Mukunda Rao Katta

Posted on May 25

I ran three Hermes agents in parallel. trace-merge stitched them into one timeline I could read.

#devchallenge #hermesagentchallenge #agents #observability

Hermes Agent Challenge Submission: Build With Hermes Agent

This is a submission for the Hermes Agent Challenge.

Last week I ran a small Hermes orchestra: a supervisor agent plus two worker agents, fanning out a research task. Each one wrote its own JSONL audit log. When the run finished I had three files open in three terminal panes.
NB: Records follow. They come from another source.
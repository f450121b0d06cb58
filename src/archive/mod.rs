// src/archive/mod.rs

//! Component archives
//!
//! A component archive is a directory holding a `component-descriptor.yaml`
//! and, optionally, a `blobs/` directory with content-addressed resources:
//!
//! ```text
//! <archive>/
//! ├── component-descriptor.yaml
//! └── blobs/
//!     └── sha256.<hex>
//! ```
//!
//! [`BuilderOptions`] describes the archive to create, [`ArchiveBuilder`]
//! materializes it on a [`Filesystem`](crate::filesystem::Filesystem), and
//! [`ComponentArchive`] is the handle returned for further work.

pub mod builder;
pub mod descriptor;
pub mod handle;
pub mod options;

pub use builder::ArchiveBuilder;
pub use descriptor::{
    Access, ComponentDescriptor, ComponentNameMapping, DescriptorError, Resource,
    ResourceRelation, BLOBS_DIR, DESCRIPTOR_FILE_NAME,
};
pub use handle::ComponentArchive;
pub use options::{BuilderOptions, ConflictPolicy};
Reading them side by side did not work. My eyes kept drifting to whichever pane was tallest. I lost the thread of which worker had done what at the same moment the supervisor had done what. I scrolled back and forth for a few minutes, gave up, and wrote down what I actually wanted: one file, every event from every agent, sorted by time, with a label per row that said which agent it came from.

That is trace-merge.

The three files

Here is roughly what each log looked like. Truncated to four or five lines each so this post stays readable.

supervisor.jsonl:

{"ts":1779638601.000,"kind":"session_open","msg":"supervisor starting"}
{"ts":1779638601.050,"kind":"tool_ok","tool":"spawn_worker","msg":"spawned worker1"}
{"ts":1779638601.100,"kind":"tool_ok","tool":"spawn_worker","msg":"spawned worker2"}
{"ts":1779638605.200,"kind":"session_close","msg":"all workers reported"}

worker1.jsonl:

{"ts":1779638601.300,"kind":"session_open","msg":"worker1 starting"}
{"ts":1779638601.450,"kind":"tool_ok","tool":"search","msg":"fetched 10 results"}
{"ts":1779638602.100,"kind":"tool_ok","tool":"summarize","msg":"summary ready"}
{"ts":1779638602.800,"kind":"session_close","msg":"worker1 done"}

worker2.jsonl:

{"ts":1779638601.400,"kind":"session_open","msg":"worker2 starting"}
{"ts":1779638601.700,"kind":"tool_ok","tool":"search","msg":"fetched 25 results"}
{"ts":1779638603.500,"kind":"tool_denied","tool":"fetch_url","error":"host not in allowlist"}
{"ts":1779638604.100,"kind":"tool_ok","tool":"summarize","msg":"summary ready"}
{"ts":1779638604.900,"kind":"session_close","msg":"worker2 done"}

Each file is fine on its own. Together they are a small headache. Worker2 hit an egress block somewhere in the middle of the run, but the supervisor's log does not mention that, and worker1's log does not mention it either. To see when the block happened relative to what the supervisor and worker1 were doing, I needed all three on one ruler.

What trace-merge does

It takes a list of JSONL files and gives you one merged stream:

from trace_merge import merge_traces

merged = merge_traces([
    "runs/supervisor.jsonl",
    "runs/worker1.jsonl",
    "runs/worker2.jsonl",
])

merged.write_jsonl("runs/all.jsonl")

Every event in all.jsonl carries a new lane field. The lane is the filename stem by default, so worker1.jsonl becomes lane worker1. You can override with lane_names=["sup", "w1", "w2"] when the filenames are not friendly.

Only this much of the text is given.